Long-term Sabbatical

Geography, phylogeny, and population: an evolutionary synthesis

PI(s): Michael S Rosenberg (Arizona State University)
Start Date: 1-Sep-2009
End Date: 30-Apr-2010
Keywords: population genetics, phylogenetics, biogeography, landscape ecology

A confluence of disparate disciplines is occurring within evolutionary biology as the fields of population genetics, landscape ecology, phylogenetics, and biogeography (particularly in the form of ecological niche modeling) all shift more and more toward describing evolutionary pattern and process with respect to both historical and modern geographic space and structure. In recent years, population genetics and landscape ecology have merged to create a trans-discipline known as landscape genetics (Manel et al. 2003; Storfer et al. 2007), while phylogenetics and biogeography have merged to create a trans-discipline known as phylogeography (Avise 2000).
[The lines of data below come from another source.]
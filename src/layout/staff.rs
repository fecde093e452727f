//! Grand staff frame: the ten staff lines and the two clefs.

use crate::model::{ClefKind, DrawInstruction};
use super::constants::*;
use super::dimensions::Dimensions;
use super::sink::DrawSink;

pub fn layout_staff_into<S: DrawSink + ?Sized>(dims: &Dimensions, sink: &mut S) {
    let x1 = dims.left_margin();
    let x2 = dims.width - dims.right_margin();

    // Treble lines bottom to top (E4 .. F5), then bass lines top to bottom (A3 .. G2)
    for &pos in &STAFF_LINE_POSITIONS {
        sink.emit(DrawInstruction::StaffLine { x1, x2, y: dims.y_for(-pos) });
    }
    for &pos in &STAFF_LINE_POSITIONS {
        sink.emit(DrawInstruction::StaffLine { x1, x2, y: dims.y_for(pos) });
    }

    let clef_x = dims.left_margin() - dims.clef_width() / 2.0;
    sink.emit(DrawInstruction::Clef {
        clef: ClefKind::Treble,
        x: clef_x,
        y: dims.y_for(TREBLE_CLEF_POSITION),
    });
    sink.emit(DrawInstruction::Clef {
        clef: ClefKind::Bass,
        x: clef_x,
        y: dims.y_for(BASS_CLEF_POSITION),
    });
}

pub fn layout_staff(dims: &Dimensions) -> Vec<DrawInstruction> {
    let mut out = Vec::new();
    layout_staff_into(dims, &mut out);
    out
}
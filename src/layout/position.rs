//! Staff position resolution: vertical coordinate and accidental decision
//! for a single note under the current key signature.

use crate::key_signature::accidental_for;
use crate::model::{Accidental, KeySignature, MidiNote, StaffHalf, StaffPlacement};
use crate::pitch::classify;
use super::constants::MIDDLE_C;

const MIDDLE_C_OCTAVE: i32 = 4;
const MIDDLE_C_WHITE_KEY_CLASS: i32 = 0;

/// Diatonic steps from middle C, positive upward.
pub fn diatonic_offset(midi_note: MidiNote) -> i32 {
    let pc = classify(midi_note);
    (pc.octave - MIDDLE_C_OCTAVE) * 7 + (pc.white_key_class as i32 - MIDDLE_C_WHITE_KEY_CLASS)
}

/// Resolve where `midi_note` sits on the grand staff and which glyph, if
/// any, has to be drawn in front of it.
///
/// Black keys are always spelled as sharps of the letter below; they are
/// silent when that letter is already altered by the key signature. White
/// keys whose letter is altered by the key signature get a natural sign.
pub fn resolve(midi_note: MidiNote, key: KeySignature) -> StaffPlacement {
    let pc = classify(midi_note);
    let in_key = accidental_for(key, pc.white_key_class).present;

    let accidental = match (pc.is_black_key, in_key) {
        (true, true) => None,
        (true, false) => Some(Accidental::Sharp),
        (false, true) => Some(Accidental::Natural),
        (false, false) => None,
    };

    let staff = if midi_note >= MIDDLE_C { StaffHalf::Treble } else { StaffHalf::Bass };

    StaffPlacement {
        staff_position: -(diatonic_offset(midi_note) as f64),
        staff,
        accidental,
    }
}

#[cfg(test)]
mod tests {
    use super::*;

    #[test]
    fn middle_c_is_origin_on_treble() {
        let p = resolve(60, KeySignature::CMajor);
        assert_eq!(p.staff_position, 0.0);
        assert!(p.is_on_treble_staff());
        assert!(!p.needs_accidental());
    }

    #[test]
    fn b3_is_below_center_on_bass() {
        let p = resolve(59, KeySignature::CMajor);
        assert_eq!(p.staff_position, 1.0);
        assert_eq!(p.staff, StaffHalf::Bass);
    }

    #[test]
    fn octaves_are_seven_steps() {
        assert_eq!(resolve(72, KeySignature::CMajor).staff_position, -7.0);
        assert_eq!(resolve(48, KeySignature::CMajor).staff_position, 7.0);
        assert_eq!(resolve(77, KeySignature::CMajor).staff_position, -10.0); // F5, top treble line
        assert_eq!(resolve(43, KeySignature::CMajor).staff_position, 10.0); // G2, bottom bass line
    }

    #[test]
    fn c_sharp_in_c_major_is_drawn_sharp() {
        let p = resolve(61, KeySignature::CMajor);
        assert!(p.needs_accidental());
        assert!(p.is_sharp());
        assert_eq!(p.staff_position, 0.0);
    }

    #[test]
    fn f_sharp_in_g_major_is_implied() {
        let p = resolve(66, KeySignature::GMajor);
        assert!(!p.needs_accidental());
    }

    #[test]
    fn f_natural_in_g_major_needs_natural_sign() {
        let p = resolve(65, KeySignature::GMajor);
        assert!(p.needs_accidental());
        assert!(p.is_natural());
    }

    #[test]
    fn black_keys_outside_the_key_stay_sharp_in_flat_keys() {
        // A#/Bb in F major: the letter slot is A, which F major leaves alone
        let p = resolve(70, KeySignature::FMajor);
        assert_eq!(p.accidental, Some(Accidental::Sharp));
        // B natural in F major cancels the B flat
        assert_eq!(resolve(71, KeySignature::FMajor).accidental, Some(Accidental::Natural));
    }

    #[test]
    fn position_does_not_depend_on_key() {
        for note in 0..=127u8 {
            let c = resolve(note, KeySignature::CMajor).staff_position;
            for key in KeySignature::ALL {
                assert_eq!(resolve(note, key).staff_position, c);
            }
        }
    }
}
//! Output side of the engine. Layout code emits into any `DrawSink`, so a
//! backend can consume instructions directly instead of collecting them.

use crate::model::DrawInstruction;

pub trait DrawSink {
    fn emit(&mut self, instruction: DrawInstruction);
}

impl DrawSink for Vec<DrawInstruction> {
    fn emit(&mut self, instruction: DrawInstruction) {
        Vec::push(self, instruction);
    }
}

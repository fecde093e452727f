//! Error types for stafflib.
//!
//! The layout engine itself never fails: an empty or degenerate input yields
//! an empty instruction list. Errors only come from the surfaces around it
//! (parsing key names, validating caller-supplied notes, slot addressing and
//! JSON serialization).

use thiserror::Error;

#[derive(Error, Debug)]
pub enum StaffError {
    /// A key signature name that is not one of the 15 major keys.
    ///
    /// ```
    /// # use stafflib::StaffError;
    /// let err = StaffError::UnknownKeySignature("H major".to_string());
    /// assert_eq!(err.to_string(), "Unknown key signature: 'H major'");
    /// ```
    #[error("Unknown key signature: '{0}'")]
    UnknownKeySignature(String),

    /// A key signature ordinal outside 0..=14.
    #[error("Key signature ordinal {0} is out of range (0-14)")]
    KeyOrdinalOutOfRange(i64),

    /// A MIDI note number outside 0..=127.
    #[error("MIDI note {0} is out of range (0-127)")]
    NoteOutOfRange(i64),

    /// A note transport slot index past the last slot.
    #[error("Note slot {0} does not exist")]
    SlotOutOfRange(usize),

    #[error("JSON serialization error: {0}")]
    Json(#[from] serde_json::Error),
}

pub type Result<T> = std::result::Result<T, StaffError>;
//! Proportional sizing: every drawing dimension is derived from the view.

use crate::model::ViewSize;
use super::constants::*;

#[derive(Debug, Clone, Copy, PartialEq)]
pub struct Dimensions {
    pub width: f64,
    pub height: f64,
}

impl Dimensions {
    /// Non-positive or non-finite sizes fall back to the default view.
    pub fn new(view: ViewSize) -> Self {
        let default = ViewSize::default();
        let width = if view.width.is_finite() && view.width > 0.0 { view.width } else { default.width };
        let height = if view.height.is_finite() && view.height > 0.0 { view.height } else { default.height };
        Self { width, height }
    }

    pub fn staff_line_height(&self) -> f64 {
        self.height * STAFF_LINE_HEIGHT_RATIO
    }

    /// One diatonic step: half a staff space.
    pub fn step_height(&self) -> f64 {
        self.staff_line_height() / 2.0
    }

    pub fn center_y(&self) -> f64 {
        self.height / 2.0
    }

    /// View y of a staff position.
    pub fn y_for(&self, staff_position: f64) -> f64 {
        self.center_y() + staff_position * self.step_height()
    }

    pub fn note_width(&self) -> f64 {
        self.staff_line_height() * NOTE_WIDTH_FACTOR
    }

    pub fn note_height(&self) -> f64 {
        self.staff_line_height() * NOTE_HEIGHT_FACTOR
    }

    pub fn left_margin(&self) -> f64 {
        self.width * LEFT_MARGIN_RATIO
    }

    pub fn right_margin(&self) -> f64 {
        self.width * RIGHT_MARGIN_RATIO
    }

    pub fn clef_width(&self) -> f64 {
        self.width * CLEF_WIDTH_RATIO
    }

    pub fn accidental_spacing(&self) -> f64 {
        self.width * ACCIDENTAL_SPACING_RATIO
    }

    pub fn key_signature_padding(&self) -> f64 {
        self.width * KEY_SIGNATURE_PADDING_RATIO
    }

    pub fn note_group_spacing(&self) -> f64 {
        self.width * NOTE_GROUP_SPACING_RATIO
    }

    pub fn ledger_line_width(&self) -> f64 {
        self.note_width() * LEDGER_WIDTH_FACTOR
    }

    pub fn accidental_offset(&self) -> f64 {
        self.note_width() * ACCIDENTAL_OFFSET_FACTOR
    }

    pub fn column_offset(&self) -> f64 {
        self.note_width() * COLUMN_OFFSET_FACTOR
    }

    /// Horizontal room taken by a key signature with `count` accidentals.
    pub fn key_signature_width(&self, count: usize) -> f64 {
        if count == 0 {
            0.0
        } else {
            count as f64 * self.accidental_spacing() + self.key_signature_padding()
        }
    }
}

impl Default for Dimensions {
    fn default() -> Self {
        Self::new(ViewSize::default())
    }
}
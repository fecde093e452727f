//! SVG builder: accumulates SVG elements and produces the final string.
//!
//! Implements `DrawSink`, so the layout engine can emit straight into it.

use crate::layout::DrawSink;
use crate::model::{Accidental, ClefKind, DrawInstruction};
use super::constants::*;

pub(super) struct SvgBuilder {
    pub(super) elements: Vec<String>,
    width: f64,
    height: f64,
    /// Font size for clef glyphs
    clef_size: f64,
    /// Font size for accidental glyphs
    accidental_size: f64,
}

impl SvgBuilder {
    pub(super) fn new(width: f64, height: f64, staff_line_height: f64) -> Self {
        Self {
            elements: Vec::new(),
            width,
            height,
            clef_size: staff_line_height * CLEF_FONT_FACTOR,
            accidental_size: staff_line_height * ACCIDENTAL_FONT_FACTOR,
        }
    }

    pub(super) fn build(self) -> String {
        let mut svg = format!(
            r#"<svg xmlns="http://www.w3.org/2000/svg" viewBox="0 0 {} {}" width="{}" height="{}" style="font-family: 'Bravura', 'Noto Music', serif;">"#,
            self.width, self.height, self.width, self.height
        );
        svg.push('\n');
        for el in &self.elements {
            svg.push_str("  ");
            svg.push_str(el);
            svg.push('\n');
        }
        svg.push_str("</svg>\n");
        svg
    }

    pub(super) fn line(&mut self, x1: f64, y1: f64, x2: f64, y2: f64, color: &str, width: f64) {
        self.elements.push(format!(
            r#"<line x1="{:.1}" y1="{:.1}" x2="{:.1}" y2="{:.1}" stroke="{}" stroke-width="{:.1}" stroke-linecap="round"/>"#,
            x1, y1, x2, y2, color, width
        ));
    }

    pub(super) fn rect(&mut self, x: f64, y: f64, w: f64, h: f64, fill: &str) {
        self.elements.push(format!(
            r#"<rect x="{:.1}" y="{:.1}" width="{:.1}" height="{:.1}" fill="{}"/>"#,
            x, y, w, h, fill
        ));
    }

    pub(super) fn glyph(&mut self, x: f64, y: f64, glyph: &str, size: f64) {
        self.elements.push(format!(
            r#"<text x="{:.1}" y="{:.1}" font-size="{:.0}" fill="{}" text-anchor="middle" dominant-baseline="central">{}</text>"#,
            x, y, size, NOTE_COLOR, glyph
        ));
    }

    pub(super) fn notehead(&mut self, cx: f64, cy: f64, width: f64, height: f64) {
        self.elements.push(format!(
            r#"<ellipse cx="{:.1}" cy="{:.1}" rx="{:.1}" ry="{:.1}" fill="{}" stroke="none" transform="rotate(-15,{:.1},{:.1})"/>"#,
            cx, cy, width / 2.0, height / 2.0, NOTE_COLOR, cx, cy
        ));
    }

    pub(super) fn clef(&mut self, x: f64, y: f64, clef: ClefKind) {
        let glyph = match clef {
            ClefKind::Treble => TREBLE_CLEF_GLYPH,
            ClefKind::Bass => BASS_CLEF_GLYPH,
        };
        self.glyph(x, y, glyph, self.clef_size);
    }

    pub(super) fn accidental(&mut self, x: f64, y: f64, accidental: Accidental) {
        let glyph = match accidental {
            Accidental::Sharp => SHARP_GLYPH,
            Accidental::Flat => FLAT_GLYPH,
            Accidental::Natural => NATURAL_GLYPH,
        };
        self.glyph(x, y, glyph, self.accidental_size);
    }
}

impl DrawSink for SvgBuilder {
    fn emit(&mut self, instruction: DrawInstruction) {
        match instruction {
            DrawInstruction::StaffLine { x1, x2, y } => {
                self.line(x1, y, x2, y, STAFF_COLOR, STAFF_LINE_WIDTH);
            }
            DrawInstruction::LedgerLine { x, y, width } => {
                self.line(x - width / 2.0, y, x + width / 2.0, y, STAFF_COLOR, LEDGER_LINE_WIDTH);
            }
            DrawInstruction::Clef { clef, x, y } => self.clef(x, y, clef),
            DrawInstruction::Accidental { accidental, x, y } => self.accidental(x, y, accidental),
            DrawInstruction::Notehead { x, y, width, height } => {
                self.notehead(x, y, width, height);
            }
        }
    }
}
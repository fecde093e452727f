//! Shared constants for the staff layout. Sizes are ratios of the view so
//! that the whole drawing scales with it.

// ── Vertical ────────────────────────────────────────────────────────
pub(super) const STAFF_LINE_HEIGHT_RATIO: f64 = 0.05; // of view height, per staff space

// ── Horizontal ──────────────────────────────────────────────────────
pub(super) const LEFT_MARGIN_RATIO: f64 = 0.15; // clefs and key signature live here
pub(super) const RIGHT_MARGIN_RATIO: f64 = 0.05;
pub(super) const CLEF_WIDTH_RATIO: f64 = 0.1;
pub(super) const ACCIDENTAL_SPACING_RATIO: f64 = 0.025; // between key signature accidentals
pub(super) const KEY_SIGNATURE_PADDING_RATIO: f64 = 0.03;
pub(super) const NOTE_GROUP_SPACING_RATIO: f64 = 0.05; // between chord groups

// ── Note dimensions (relative to the staff space) ───────────────────
pub(super) const NOTE_WIDTH_FACTOR: f64 = 1.3;
pub(super) const NOTE_HEIGHT_FACTOR: f64 = 0.94;
pub(super) const LEDGER_WIDTH_FACTOR: f64 = 1.5; // of note width
pub(super) const ACCIDENTAL_OFFSET_FACTOR: f64 = 2.0; // of note width
pub(super) const COLUMN_OFFSET_FACTOR: f64 = 0.4; // of note width, side-by-side columns

// ── Staff geometry (staff-position units, 0 = middle C) ─────────────
/// Treble lines sit at -2..-10 and bass lines at +2..+10.
pub(super) const STAFF_LINE_POSITIONS: [f64; 5] = [2.0, 4.0, 6.0, 8.0, 10.0];
pub(super) const TREBLE_CLEF_POSITION: f64 = -4.0; // G4 line
pub(super) const BASS_CLEF_POSITION: f64 = 4.0; // F3 line
pub(super) const FIRST_LEDGER_ABOVE: f64 = -12.0;
pub(super) const FIRST_LEDGER_BELOW: f64 = 12.0;
pub(super) const LEDGER_STEP: f64 = 2.0;
/// A ledger line may sit up to this far beyond the notehead.
pub(super) const LEDGER_REACH: f64 = 1.0;

// ── Ledger thresholds (MIDI) ────────────────────────────────────────
pub(super) const TREBLE_TOP_NOTE: u8 = 79; // G5
pub(super) const BASS_BOTTOM_NOTE: u8 = 41; // F2
pub(super) const MIDDLE_LEDGER_LOW: u8 = 59; // B3
pub(super) const MIDDLE_LEDGER_HIGH: u8 = 63; // D#4

// ── Collision detection (staff-position units) ──────────────────────
pub(super) const SAME_SLOT_TOLERANCE: f64 = 0.5;
pub(super) const ADJACENT_SLOT_MIN: f64 = 0.875;
pub(super) const ADJACENT_SLOT_MAX: f64 = 1.125;

pub(super) const MIDDLE_C: u8 = 60;
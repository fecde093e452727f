//! Reference renderer: draws the layout engine's output as SVG.
//!
//! The engine itself never touches pixels; this backend exists so a frame
//! can be inspected in any SVG-capable view and handed across FFI.

mod constants;
mod svg_builder;

use crate::layout::{layout_view_into, Dimensions};
use crate::model::*;
use constants::*;
use svg_builder::SvgBuilder;

/// Render the full grand staff (staff, clefs, key signature and the active
/// notes) to a self-contained SVG string.
pub fn render_to_svg<I>(active_notes: I, key: KeySignature, view: ViewSize) -> String
where
    I: IntoIterator<Item = MidiNote>,
{
    let dims = Dimensions::new(view);
    let mut svg = SvgBuilder::new(dims.width, dims.height, dims.staff_line_height());

    // Background
    svg.rect(0.0, 0.0, dims.width, dims.height, BACKGROUND_COLOR);

    let view = ViewSize { width: dims.width, height: dims.height };
    layout_view_into(active_notes, key, view, &mut svg);
    svg.build()
}

/// Render a precomputed instruction list.
pub fn instructions_to_svg(instructions: &[DrawInstruction], view: ViewSize) -> String {
    use crate::layout::DrawSink;

    let dims = Dimensions::new(view);
    let mut svg = SvgBuilder::new(dims.width, dims.height, dims.staff_line_height());
    svg.rect(0.0, 0.0, dims.width, dims.height, BACKGROUND_COLOR);
    for instruction in instructions {
        svg.emit(instruction.clone());
    }
    svg.build()
}
//! Data model shared by the layout engine, the renderer and the FFI surface.
//!
//! Everything here is plain data: layouts are recomputed from scratch for
//! every change of the active notes or the key signature and never persisted.

use serde::{Deserialize, Serialize};

/// A MIDI note number, 0-127 (60 = middle C / C4).
pub type MidiNote = u8;

/// Highest valid MIDI note number.
pub const MAX_MIDI_NOTE: MidiNote = 127;

/// The 15 major key signatures, ranked by ordinal:
/// 0 = no accidentals, 1-7 = increasing sharps, 8-14 = increasing flats.
#[derive(Debug, Clone, Copy, Default, PartialEq, Eq, Hash, PartialOrd, Ord, Serialize, Deserialize)]
pub enum KeySignature {
    #[default]
    CMajor = 0,
    GMajor = 1,
    DMajor = 2,
    AMajor = 3,
    EMajor = 4,
    BMajor = 5,
    FSharpMajor = 6,
    CSharpMajor = 7,
    FMajor = 8,
    BFlatMajor = 9,
    EFlatMajor = 10,
    AFlatMajor = 11,
    DFlatMajor = 12,
    GFlatMajor = 13,
    CFlatMajor = 14,
}

/// Accidental glyph drawn next to a notehead or in the key signature.
#[derive(Debug, Clone, Copy, PartialEq, Eq, Hash, Serialize, Deserialize)]
#[serde(rename_all = "lowercase")]
pub enum Accidental {
    Sharp,
    Flat,
    Natural,
}

/// Which half of the grand staff a note belongs to for ledger-line purposes.
#[derive(Debug, Clone, Copy, PartialEq, Eq, Hash, Serialize, Deserialize)]
#[serde(rename_all = "lowercase")]
pub enum StaffHalf {
    Treble,
    Bass,
}

#[derive(Debug, Clone, Copy, PartialEq, Eq, Hash, Serialize, Deserialize)]
#[serde(rename_all = "lowercase")]
pub enum ClefKind {
    Treble,
    Bass,
}

/// Result of classifying a MIDI note.
#[derive(Debug, Clone, Copy, PartialEq, Eq, Serialize, Deserialize)]
pub struct PitchClass {
    /// Semitone within the octave (MIDI note mod 12)
    pub note_class: u8,
    /// Scientific octave number (MIDI 60 is octave 4)
    pub octave: i32,
    /// Letter-name slot, C=0 through B=6
    pub white_key_class: u8,
    pub is_black_key: bool,
}

/// Vertical placement of one note and the accidental decision for it.
#[derive(Debug, Clone, Copy, PartialEq, Serialize, Deserialize)]
pub struct StaffPlacement {
    /// Grand-staff coordinate in diatonic steps (half a staff-line spacing),
    /// 0 = middle C, negative = upward (treble-ward).
    pub staff_position: f64,
    pub staff: StaffHalf,
    /// `None` when no glyph is drawn (either a plain white key or an
    /// alteration already implied by the key signature).
    pub accidental: Option<Accidental>,
}

impl StaffPlacement {
    pub fn is_on_treble_staff(&self) -> bool {
        self.staff == StaffHalf::Treble
    }

    pub fn needs_accidental(&self) -> bool {
        self.accidental.is_some()
    }

    pub fn is_sharp(&self) -> bool {
        self.accidental == Some(Accidental::Sharp)
    }

    pub fn is_natural(&self) -> bool {
        self.accidental == Some(Accidental::Natural)
    }
}

/// Everything the engine derives for one active note.
#[derive(Debug, Clone, Copy, PartialEq, Serialize, Deserialize)]
pub struct NoteLayout {
    pub midi_note: MidiNote,
    pub staff_position: f64,
    pub staff: StaffHalf,
    pub accidental: Option<Accidental>,
    pub needs_ledger_line: bool,
}

impl NoteLayout {
    pub fn placement(&self) -> StaffPlacement {
        StaffPlacement {
            staff_position: self.staff_position,
            staff: self.staff,
            accidental: self.accidental,
        }
    }
}

/// Indices into the sorted note list that are laid out together.
#[derive(Debug, Clone, PartialEq, Eq, Serialize, Deserialize)]
pub struct ChordGroup {
    pub members: Vec<usize>,
}

/// How the noteheads of one group share the horizontal axis.
#[derive(Debug, Clone, Copy, PartialEq, Eq, Serialize, Deserialize)]
#[serde(rename_all = "snake_case")]
pub enum Arrangement {
    /// One note, drawn at the group x
    Single,
    /// All notes share the group x
    Stacked,
    /// Notes alternate between a left and a right column
    SideBySide,
}

#[derive(Debug, Clone, PartialEq, Serialize, Deserialize)]
pub struct GroupLayout {
    pub members: Vec<usize>,
    pub arrangement: Arrangement,
    /// Horizontal centre of the group
    pub x: f64,
}

/// One primitive for an external renderer. Coordinates are in view units,
/// origin top-left, y growing downward.
#[derive(Debug, Clone, PartialEq, Serialize, Deserialize)]
#[serde(tag = "kind", rename_all = "snake_case")]
pub enum DrawInstruction {
    StaffLine { x1: f64, x2: f64, y: f64 },
    Clef { clef: ClefKind, x: f64, y: f64 },
    /// Always a filled head.
    Notehead { x: f64, y: f64, width: f64, height: f64 },
    Accidental { accidental: Accidental, x: f64, y: f64 },
    LedgerLine { x: f64, y: f64, width: f64 },
}

/// Full result of laying out one set of active notes.
#[derive(Debug, Clone, PartialEq, Default, Serialize, Deserialize)]
pub struct ChordLayout {
    /// Resolved notes, ascending by pitch
    pub notes: Vec<NoteLayout>,
    pub groups: Vec<GroupLayout>,
    pub instructions: Vec<DrawInstruction>,
}

/// Size of the view the layout is computed for.
#[derive(Debug, Clone, Copy, PartialEq, Serialize, Deserialize)]
pub struct ViewSize {
    pub width: f64,
    pub height: f64,
}

impl Default for ViewSize {
    fn default() -> Self {
        Self {
            width: 580.0,
            height: 390.0,
        }
    }
}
Research in landscape genetics and phylogeography are often focused on similar questions, but appear to differ in their approach to elucidating answers and the chronological and geographic scales of study. My sabbatical project is the exploration of the goals, methods, and relationships among these disciplines and the production of a framework for the broad synthesis of these still largely disparate research areas within a single temporal-spatial research paradigm.